Comparative analysis of RL algorithms (GRPO vs. REINFORCE++) reveals that GRPO consistently outperforms REINFORCE++ across all benchmarks, even at smaller model scales. The advantage is attributed to GRPO's robust handling of high-variance, sparse-reward settings via action advantage normalization and PPO-style clipping, which stabilizes credit assignment and exploration.

Case Studies and Failure Modes

Qualitative trajectory analyses demonstrate that RL-trained agents exhibit:

  • Superior navigation and recovery strategies in web and embodied environments.
  • Systematic, compositional task execution in scientific and game-like settings.
  • Reduced unproductive behavioral loops and improved error handling.

However, persistent failure modes are identified:

  • Over-interaction: RL agents sometimes engage in redundant actions, indicating a gap between state-reaching and efficient action selection.
  • Procedural reasoning failures: Intractable tasks (e.g., SciWorld Chem-Mix) expose limitations in deep procedural understanding and systematic exploration.

Implications and Future Directions

AgentGym-RL establishes a robust foundation for research on agentic LLMs, enabling reproducible, large-scale RL experiments across heterogeneous environments. The results demonstrate that RL—especially with progressive interaction scaling—can unlock agentic intelligence in open-source models, closing the gap with proprietary systems.

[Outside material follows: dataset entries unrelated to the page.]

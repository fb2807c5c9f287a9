//! Record Store
//!
//! The durable backing store for catalog items. `RecordStore` is the seam
//! the coordinator consumes; `PgRecordStore` is the PostgreSQL implementation
//! over a deadpool connection pool, and `MemoryRecordStore` is a process-local
//! implementation for tests and Redis/Postgres-free development.
//!
//! Soft-delete filtering is expressed once, as an `active_only` flag on the
//! shared scan helper, rather than duplicated per query.

use std::collections::HashMap;
use std::sync::RwLock;

use async_trait::async_trait;
use catalog_core::{new_item_id, CatalogError, CatalogResult, Item, ItemDraft, ItemId, ItemPatch};
use chrono::Utc;
use deadpool_postgres::Pool;
use tokio_postgres::types::ToSql;
use tokio_postgres::Row;

use crate::config::DbConfig;
use crate::error::ApiResult;

// ============================================================================
// RECORD STORE TRAIT
// ============================================================================

/// Point lookups, scans, search and mutations over catalog items.
///
/// Implementations own their consistency guarantees; the coordinator adds no
/// locking and never retries. Store failures surface as
/// `CatalogError::Store` and are always propagated to the caller.
#[async_trait]
pub trait RecordStore: Send + Sync {
    /// All items, regardless of the active flag. The list-all path
    /// deliberately includes inactive items (observed behavior, preserved);
    /// category and search scans are active-only.
    async fn find_all(&self) -> CatalogResult<Vec<Item>>;

    /// Point lookup by id, active or not.
    async fn find_by_id(&self, id: ItemId) -> CatalogResult<Option<Item>>;

    /// Active items in a category, newest first.
    async fn find_by_category(&self, category: &str) -> CatalogResult<Vec<Item>>;

    /// Active items whose name, description or category case-insensitively
    /// contains `term`, newest first.
    async fn search(&self, term: &str) -> CatalogResult<Vec<Item>>;

    /// Insert a new item. Assigns id and creation timestamp. Fails with
    /// `CatalogError::Validation` if the draft violates field constraints.
    async fn insert(&self, draft: ItemDraft) -> CatalogResult<Item>;

    /// Apply a patch to an existing, active item. Fails with
    /// `CatalogError::NotFound` if the item is missing or inactive.
    async fn update(&self, id: ItemId, patch: ItemPatch) -> CatalogResult<Item>;

    /// Mark an active item inactive. Fails with `CatalogError::NotFound` if
    /// the item is missing or already inactive. The row is never removed.
    async fn soft_delete(&self, id: ItemId) -> CatalogResult<()>;

    /// Liveness check for health endpoints.
    async fn ping(&self) -> CatalogResult<()>;
}

// ============================================================================
// POSTGRES IMPLEMENTATION
// ============================================================================

const COLUMNS: &str = "id, name, price, category, description, is_active, created_at";

const SCHEMA: &str = "
CREATE TABLE IF NOT EXISTS products (
    id          UUID PRIMARY KEY,
    name        VARCHAR(255) NOT NULL,
    price       DOUBLE PRECISION NOT NULL,
    category    TEXT,
    description TEXT,
    is_active   BOOLEAN NOT NULL DEFAULT TRUE,
    created_at  TIMESTAMPTZ NOT NULL
);
CREATE INDEX IF NOT EXISTS idx_products_category ON products (category) WHERE is_active;
CREATE INDEX IF NOT EXISTS idx_products_created_at ON products (created_at DESC);
";

/// PostgreSQL record store over a deadpool connection pool.
#[derive(Clone)]
pub struct PgRecordStore {
    pool: Pool,
}

impl PgRecordStore {
    /// Wrap an existing pool.
    pub fn new(pool: Pool) -> Self {
        Self { pool }
    }

    /// Create a store from configuration.
    pub fn from_config(config: &DbConfig) -> ApiResult<Self> {
        let pool = config.create_pool()?;
        Ok(Self::new(pool))
    }

    /// Current pool size, for observability.
    pub fn pool_size(&self) -> usize {
        self.pool.status().size
    }

    /// Create the products table and indexes if they do not exist.
    pub async fn ensure_schema(&self) -> CatalogResult<()> {
        let conn = self.get_conn().await?;
        conn.batch_execute(SCHEMA)
            .await
            .map_err(|e| CatalogError::Store(e.to_string()))?;
        Ok(())
    }

    async fn get_conn(&self) -> CatalogResult<deadpool_postgres::Object> {
        self.pool
            .get()
            .await
            .map_err(|e| CatalogError::Store(format!("connection pool: {}", e)))
    }

    /// Shared scan helper. `clause` filters, `active_only` appends the
    /// soft-delete filter so it is written in exactly one place.
    async fn list_where(
        &self,
        clause: &str,
        params: &[&(dyn ToSql + Sync)],
        active_only: bool,
    ) -> CatalogResult<Vec<Item>> {
        let active = if active_only { " AND is_active" } else { "" };
        let sql = format!(
            "SELECT {} FROM products WHERE {}{} ORDER BY created_at DESC, id DESC",
            COLUMNS, clause, active
        );

        let conn = self.get_conn().await?;
        let rows = conn
            .query(&sql, params)
            .await
            .map_err(|e| CatalogError::Store(e.to_string()))?;
        Ok(rows.iter().map(row_to_item).collect())
    }
}

/// Escape LIKE/ILIKE metacharacters so a search term matches literally.
/// Postgres uses backslash as the default escape character.
fn escape_like(term: &str) -> String {
    term.replace('\\', "\\\\")
        .replace('%', "\\%")
        .replace('_', "\\_")
}

fn row_to_item(row: &Row) -> Item {
    Item {
        id: row.get(0),
        name: row.get(1),
        price: row.get(2),
        category: row.get(3),
        description: row.get(4),
        is_active: row.get(5),
        created_at: row.get(6),
    }
}

#[async_trait]
impl RecordStore for PgRecordStore {
    async fn find_all(&self) -> CatalogResult<Vec<Item>> {
        self.list_where("TRUE", &[], false).await
    }

    async fn find_by_id(&self, id: ItemId) -> CatalogResult<Option<Item>> {
        let conn = self.get_conn().await?;
        let row = conn
            .query_opt(
                &format!("SELECT {} FROM products WHERE id = $1", COLUMNS),
                &[&id],
            )
            .await
            .map_err(|e| CatalogError::Store(e.to_string()))?;
        Ok(row.as_ref().map(row_to_item))
    }

    async fn find_by_category(&self, category: &str) -> CatalogResult<Vec<Item>> {
        self.list_where("category = $1", &[&category], true).await
    }

    async fn search(&self, term: &str) -> CatalogResult<Vec<Item>> {
        // The term is a literal substring, not a LIKE pattern.
        let escaped = escape_like(term);
        self.list_where(
            "(name ILIKE '%' || $1 || '%' \
             OR description ILIKE '%' || $1 || '%' \
             OR category ILIKE '%' || $1 || '%')",
            &[&escaped],
            true,
        )
        .await
    }

    async fn insert(&self, draft: ItemDraft) -> CatalogResult<Item> {
        draft.validate()?;

        let id = new_item_id();
        let created_at = Utc::now();
        let conn = self.get_conn().await?;
        let row = conn
            .query_one(
                &format!(
                    "INSERT INTO products (id, name, price, category, description, is_active, created_at) \
                     VALUES ($1, $2, $3, $4, $5, TRUE, $6) RETURNING {}",
                    COLUMNS
                ),
                &[
                    &id,
                    &draft.name,
                    &draft.price,
                    &draft.category,
                    &draft.description,
                    &created_at,
                ],
            )
            .await
            .map_err(|e| CatalogError::Store(e.to_string()))?;
        Ok(row_to_item(&row))
    }

    async fn update(&self, id: ItemId, patch: ItemPatch) -> CatalogResult<Item> {
        patch.validate()?;

        let conn = self.get_conn().await?;
        let row = conn
            .query_opt(
                &format!(
                    "UPDATE products SET \
                       name = COALESCE($2, name), \
                       price = COALESCE($3, price), \
                       category = COALESCE($4, category), \
                       description = COALESCE($5, description) \
                     WHERE id = $1 AND is_active RETURNING {}",
                    COLUMNS
                ),
                &[&id, &patch.name, &patch.price, &patch.category, &patch.description],
            )
            .await
            .map_err(|e| CatalogError::Store(e.to_string()))?;

        row.as_ref().map(row_to_item).ok_or(CatalogError::NotFound(id))
    }

    async fn soft_delete(&self, id: ItemId) -> CatalogResult<()> {
        let conn = self.get_conn().await?;
        let affected = conn
            .execute(
                "UPDATE products SET is_active = FALSE WHERE id = $1 AND is_active",
                &[&id],
            )
            .await
            .map_err(|e| CatalogError::Store(e.to_string()))?;

        if affected == 0 {
            return Err(CatalogError::NotFound(id));
        }
        Ok(())
    }

    async fn ping(&self) -> CatalogResult<()> {
        let conn = self.get_conn().await?;
        conn.simple_query("SELECT 1")
            .await
            .map_err(|e| CatalogError::Store(e.to_string()))?;
        Ok(())
    }
}

// ============================================================================
// IN-MEMORY IMPLEMENTATION
// ============================================================================

/// Process-local record store for tests and dev mode.
#[derive(Default)]
pub struct MemoryRecordStore {
    items: RwLock<HashMap<ItemId, Item>>,
}

impl MemoryRecordStore {
    pub fn new() -> Self {
        Self::default()
    }

    fn lock_err() -> CatalogError {
        CatalogError::Store("store lock poisoned".to_string())
    }

    /// Collect items matching `predicate`, newest first.
    fn collect<F>(&self, active_only: bool, predicate: F) -> CatalogResult<Vec<Item>>
    where
        F: Fn(&Item) -> bool,
    {
        let items = self.items.read().map_err(|_| Self::lock_err())?;
        let mut result: Vec<Item> = items
            .values()
            .filter(|i| !active_only || i.is_active)
            .filter(|i| predicate(i))
            .cloned()
            .collect();
        result.sort_by(|a, b| (b.created_at, b.id).cmp(&(a.created_at, a.id)));
        Ok(result)
    }
}

fn contains_ci(haystack: Option<&str>, needle: &str) -> bool {
    haystack
        .map(|h| h.to_lowercase().contains(needle))
        .unwrap_or(false)
}

#[async_trait]
impl RecordStore for MemoryRecordStore {
    async fn find_all(&self) -> CatalogResult<Vec<Item>> {
        self.collect(false, |_| true)
    }

    async fn find_by_id(&self, id: ItemId) -> CatalogResult<Option<Item>> {
        let items = self.items.read().map_err(|_| Self::lock_err())?;
        Ok(items.get(&id).cloned())
    }

    async fn find_by_category(&self, category: &str) -> CatalogResult<Vec<Item>> {
        self.collect(true, |i| i.category.as_deref() == Some(category))
    }

    async fn search(&self, term: &str) -> CatalogResult<Vec<Item>> {
        let needle = term.to_lowercase();
        self.collect(true, |i| {
            contains_ci(Some(&i.name), &needle)
                || contains_ci(i.description.as_deref(), &needle)
                || contains_ci(i.category.as_deref(), &needle)
        })
    }

    async fn insert(&self, draft: ItemDraft) -> CatalogResult<Item> {
        draft.validate()?;

        let item = Item {
            id: new_item_id(),
            name: draft.name,
            price: draft.price,
            category: draft.category,
            description: draft.description,
            is_active: true,
            created_at: Utc::now(),
        };

        let mut items = self.items.write().map_err(|_| Self::lock_err())?;
        items.insert(item.id, item.clone());
        Ok(item)
    }

    async fn update(&self, id: ItemId, patch: ItemPatch) -> CatalogResult<Item> {
        patch.validate()?;

        let mut items = self.items.write().map_err(|_| Self::lock_err())?;
        let item = items
            .get_mut(&id)
            .filter(|i| i.is_active)
            .ok_or(CatalogError::NotFound(id))?;

        if let Some(name) = patch.name {
            item.name = name;
        }
        if let Some(price) = patch.price {
            item.price = price;
        }
        if let Some(category) = patch.category {
            item.category = Some(category);
        }
        if let Some(description) = patch.description {
            item.description = Some(description);
        }
        Ok(item.clone())
    }

    async fn soft_delete(&self, id: ItemId) -> CatalogResult<()> {
        let mut items = self.items.write().map_err(|_| Self::lock_err())?;
        let item = items
            .get_mut(&id)
            .filter(|i| i.is_active)
            .ok_or(CatalogError::NotFound(id))?;
        item.is_active = false;
        Ok(())
    }

    async fn ping(&self) -> CatalogResult<()> {
        Ok(())
    }
}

Practical implications include:

  • Open-source agentic RL research is now feasible at scale, lowering the barrier for community-driven advances.
  • Curriculum-based interaction scaling is essential for stable, efficient RL optimization in long-horizon, multi-turn settings.
  • Algorithmic choices (e.g., GRPO) are more impactful than model scaling in sparse-reward, high-variance environments.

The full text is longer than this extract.